The logic behind these reforms was simple: the market would allocate resources more efficiently than government, leading to greater productivity. Farmers, instead of growing subsidized maize and wheat at high cost, could concentrate on cash crops, like cashews and chocolate, and use the money they made to buy staple foods. If a country couldn’t compete in the global economy, production would migrate to countries that could. It was also assumed that, once governments stepped out of the way, private investment would flood into agriculture, boosting performance. And international aid seemed a more efficient way of relieving food crises than relying on countries to maintain surpluses and food-security programs, which are wasteful and costly.

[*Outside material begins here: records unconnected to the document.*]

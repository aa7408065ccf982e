//! In-memory mail source for tests and offline demos

use async_trait::async_trait;
use std::collections::BTreeMap;
use std::sync::atomic::{AtomicUsize, Ordering};
use std::sync::Mutex;

use super::MailSource;
use crate::error::MailsiftError;
use crate::types::RemoteId;

#[derive(Default)]
struct Inner {
    epoch: String,
    messages: BTreeMap<RemoteId, Vec<u8>>,
    /// Remaining fetches that fail with a transient error
    transient_failures: usize,
    auth_failure: bool,
    epoch_unreadable: bool,
}

#[derive(Default)]
pub struct MemoryMailSource {
    inner: Mutex<Inner>,
    fetches: AtomicUsize,
}

impl MemoryMailSource {
    pub fn new(epoch: &str) -> Self {
        let source = Self::default();
        source.set_epoch(epoch);
        source
    }

    fn inner(&self) -> std::sync::MutexGuard<'_, Inner> {
        // A panicking test thread must not hide the state from the others
        self.inner.lock().unwrap_or_else(|e| e.into_inner())
    }

    pub fn set_epoch(&self, epoch: &str) {
        self.inner().epoch = epoch.to_string();
    }

    pub fn insert(&self, remote_id: RemoteId, raw: impl Into<Vec<u8>>) {
        self.inner().messages.insert(remote_id, raw.into());
    }

    pub fn remove(&self, remote_id: RemoteId) {
        self.inner().messages.remove(&remote_id);
    }

    pub fn clear(&self) {
        self.inner().messages.clear();
    }

    pub fn fail_next_fetches(&self, count: usize) {
        self.inner().transient_failures = count;
    }

    pub fn set_auth_failure(&self, failing: bool) {
        self.inner().auth_failure = failing;
    }

    pub fn set_epoch_unreadable(&self, unreadable: bool) {
        self.inner().epoch_unreadable = unreadable;
    }

    /// Number of `fetch_raw` calls so far.
    pub fn fetch_count(&self) -> usize {
        self.fetches.load(Ordering::SeqCst)
    }
}

#[async_trait]
impl MailSource for MemoryMailSource {
    async fn epoch(&self) -> Result<String, MailsiftError> {
        let inner = self.inner();
        if inner.auth_failure {
            return Err(MailsiftError::Auth("invalid credentials".into()));
        }
        if inner.epoch_unreadable {
            return Err(MailsiftError::TransientIo("connection reset".into()));
        }
        Ok(inner.epoch.clone())
    }

    async fn list_identifiers(&self) -> Result<Vec<RemoteId>, MailsiftError> {
        Ok(self.inner().messages.keys().copied().collect())
    }

    async fn fetch_raw(&self, remote_id: RemoteId) -> Result<Option<Vec<u8>>, MailsiftError> {
        self.fetches.fetch_add(1, Ordering::SeqCst);
        let mut inner = self.inner();
        if inner.auth_failure {
            return Err(MailsiftError::Auth("session expired".into()));
        }
        if inner.transient_failures > 0 {
            inner.transient_failures -= 1;
            return Err(MailsiftError::TransientIo("connection reset".into()));
        }
        Ok(inner.messages.get(&remote_id).cloned())
    }

    fn describe(&self) -> String {
        format!("memory ({} messages)", self.inner().messages.len())
    }
}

This “marketization” of agriculture has not, to be sure, been fully carried through. Subsidies are still endemic in rich countries and poor, while developing countries often place tariffs on imported food, which benefit their farmers but drive up prices for consumers. And in extreme circumstances countries restrict exports, hoarding food for their own citizens. Nonetheless, we clearly have a leaner, more market-friendly agricultural system than before. It looks, in fact, a bit like global manufacturing, with low inventories (wheat stocks are at their lowest since 1977), concentrated production (three countries provide ninety per cent of corn exports, and five countries provide eighty per cent of rice exports), and fewer redundancies. Governments have a much smaller role, and public spending on agriculture has been cut sharply.

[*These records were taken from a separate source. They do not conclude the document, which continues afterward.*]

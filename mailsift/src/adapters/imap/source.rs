use async_trait::async_trait;
use tokio::sync::{Mutex, MutexGuard};
use tracing::{debug, info};

use super::connection::{collect_tolerant, connect, classify, ImapConnection};
use crate::backend::MailSource;
use crate::config::ResolvedImap;
use crate::error::MailsiftError;
use crate::types::RemoteId;

/// `MailSource` over a single IMAP folder.
///
/// The connection is opened lazily and dropped after any transient error,
/// so the next call (usually a chunk retry) reconnects.
pub struct ImapMailSource {
    settings: ResolvedImap,
    conn: Mutex<Option<ImapConnection>>,
}

impl ImapMailSource {
    pub fn new(settings: ResolvedImap) -> Self {
        Self {
            settings,
            conn: Mutex::new(None),
        }
    }

    /// Lock the connection slot, connecting and examining the folder if
    /// it is empty.
    async fn connection(&self) -> Result<MutexGuard<'_, Option<ImapConnection>>, MailsiftError> {
        let mut guard = self.conn.lock().await;
        if guard.is_none() {
            let s = &self.settings;
            let mut conn = connect(&s.host, s.port, &s.user, &s.password).await?;
            conn.examine(&s.folder).await?;
            *guard = Some(conn);
        }
        Ok(guard)
    }

    pub async fn close(&self) {
        if let Some(conn) = self.conn.lock().await.take() {
            conn.logout().await;
        }
    }
}

/// Drop the connection after a transient error so the next call reconnects.
fn settle<T>(
    slot: &mut Option<ImapConnection>,
    result: Result<T, MailsiftError>,
) -> Result<T, MailsiftError> {
    if let Err(e) = &result {
        if e.is_retryable() {
            debug!("Dropping IMAP connection after transient error: {}", e);
            *slot = None;
        }
    }
    result
}

fn uid_of(remote_id: RemoteId) -> Result<u32, MailsiftError> {
    u32::try_from(remote_id)
        .map_err(|_| MailsiftError::InvalidInput(format!("{} is not a valid IMAP UID", remote_id)))
}

async fn search_after(
    conn: &mut ImapConnection,
    start: u32,
    highest: RemoteId,
) -> Result<Vec<RemoteId>, MailsiftError> {
    let uid_set = conn
        .session
        .uid_search(format!("UID {}:*", start))
        .await
        .map_err(|e| classify(e, "SEARCH failed"))?;

    // "n:*" always matches the last message, even below n
    let mut uids: Vec<RemoteId> = uid_set
        .into_iter()
        .map(RemoteId::from)
        .filter(|&uid| uid > highest)
        .collect();
    uids.sort_unstable();
    Ok(uids)
}

async fn fetch_body(
    conn: &mut ImapConnection,
    uid: u32,
    folder: &str,
) -> Result<Option<Vec<u8>>, MailsiftError> {
    let stream = conn
        .session
        .uid_fetch(uid.to_string(), "(UID BODY.PEEK[])")
        .await
        .map_err(|e| classify(e, "FETCH failed"))?;
    let fetches = collect_tolerant(stream, &format!("body in {}", folder)).await;

    // No FETCH response means the UID was expunged
    Ok(fetches
        .iter()
        .find(|f| f.uid == Some(uid))
        .and_then(|f| f.body())
        .map(|b| b.to_vec()))
}

#[async_trait]
impl MailSource for ImapMailSource {
    async fn epoch(&self) -> Result<String, MailsiftError> {
        let mut guard = self.connection().await?;
        let folder = self.settings.folder.as_str();
        let result = match guard.as_mut() {
            // Re-examine so a UIDVALIDITY change during a long run is seen
            Some(conn) => conn.examine(folder).await.and_then(|mailbox| {
                let validity = mailbox.uid_validity.ok_or_else(|| {
                    MailsiftError::Backend(format!("{} did not report UIDVALIDITY", folder))
                })?;
                info!(folder = %folder, uid_validity = validity, exists = mailbox.exists, "Examined folder");
                Ok(validity.to_string())
            }),
            None => Err(MailsiftError::Backend("IMAP connection unavailable".into())),
        };
        settle(&mut guard, result)
    }

    async fn list_identifiers(&self) -> Result<Vec<RemoteId>, MailsiftError> {
        self.list_identifiers_after(0).await
    }

    async fn list_identifiers_after(&self, highest: RemoteId) -> Result<Vec<RemoteId>, MailsiftError> {
        let start = uid_of(highest.saturating_add(1).min(u64::from(u32::MAX)))?;
        let mut guard = self.connection().await?;
        let result = match guard.as_mut() {
            Some(conn) => search_after(conn, start, highest).await,
            None => Err(MailsiftError::Backend("IMAP connection unavailable".into())),
        };
        settle(&mut guard, result)
    }

    async fn fetch_raw(&self, remote_id: RemoteId) -> Result<Option<Vec<u8>>, MailsiftError> {
        let uid = uid_of(remote_id)?;
        let mut guard = self.connection().await?;
        let result = match guard.as_mut() {
            Some(conn) => fetch_body(conn, uid, &self.settings.folder).await,
            None => Err(MailsiftError::Backend("IMAP connection unavailable".into())),
        };
        settle(&mut guard, result)
    }

    fn describe(&self) -> String {
        format!(
            "imap://{}@{}:{}/{}",
            self.settings.user, self.settings.host, self.settings.port, self.settings.folder
        )
    }
}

The problem is that, while this system is undeniably more efficient, it’s also much more fragile. Bad weather in just a few countries can wreak havoc across the entire system. When prices spike as they did this spring (for reasons that now seem not entirely obvious), the result is food shortages and malnutrition in poorer countries, since they are far more dependent on imports and have few food reserves to draw on. And, while higher prices and market reforms were supposed to bring a boom in agricultural productivity, global crop yields actually rose less between 1990 and 2007 than they did in the previous twenty years, in part because in many developing countries private-sector agricultural investment never materialized, while the cutbacks in government spending left them with feeble infrastructures.

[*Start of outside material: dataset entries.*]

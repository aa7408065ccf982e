pub mod pool;
pub mod schema;
pub mod messages;
pub mod sync_state;
pub mod skipped;

// Re-export the pool type so callers can do `use crate::adapters::sqlite::DbPool`
// instead of `use crate::adapters::sqlite::pool::DbPool`
pub use pool::DbPool;
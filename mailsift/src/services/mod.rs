pub mod message_service;
pub mod search;
pub mod sync;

These changes did not cause the rising prices of the past couple of years, but they have made them more damaging. The old emphasis on food security was undoubtedly costly, and often wasteful. But the redundancies it created also had tremendous value when things went wrong. And one sure thing about a system as complex as agriculture is that things will go wrong, often with devastating consequences. If the just-in-time system for producing cars runs into a hitch and the supply of cars shrinks for a while, people can easily adapt. When the same happens with food, people go hungry or even starve. That doesn’t mean that we need to embrace price controls or collective farms, and there are sensible market reforms, like doing away with import tariffs, that would make developing-country consumers better off. But a few weeks ago Bill Clinton, no enemy of market reform, got it right when he said that we should help countries achieve “maximum agricultural self-sufficiency.” Instead of a more efficient system, we should be trying to build a more reliable one.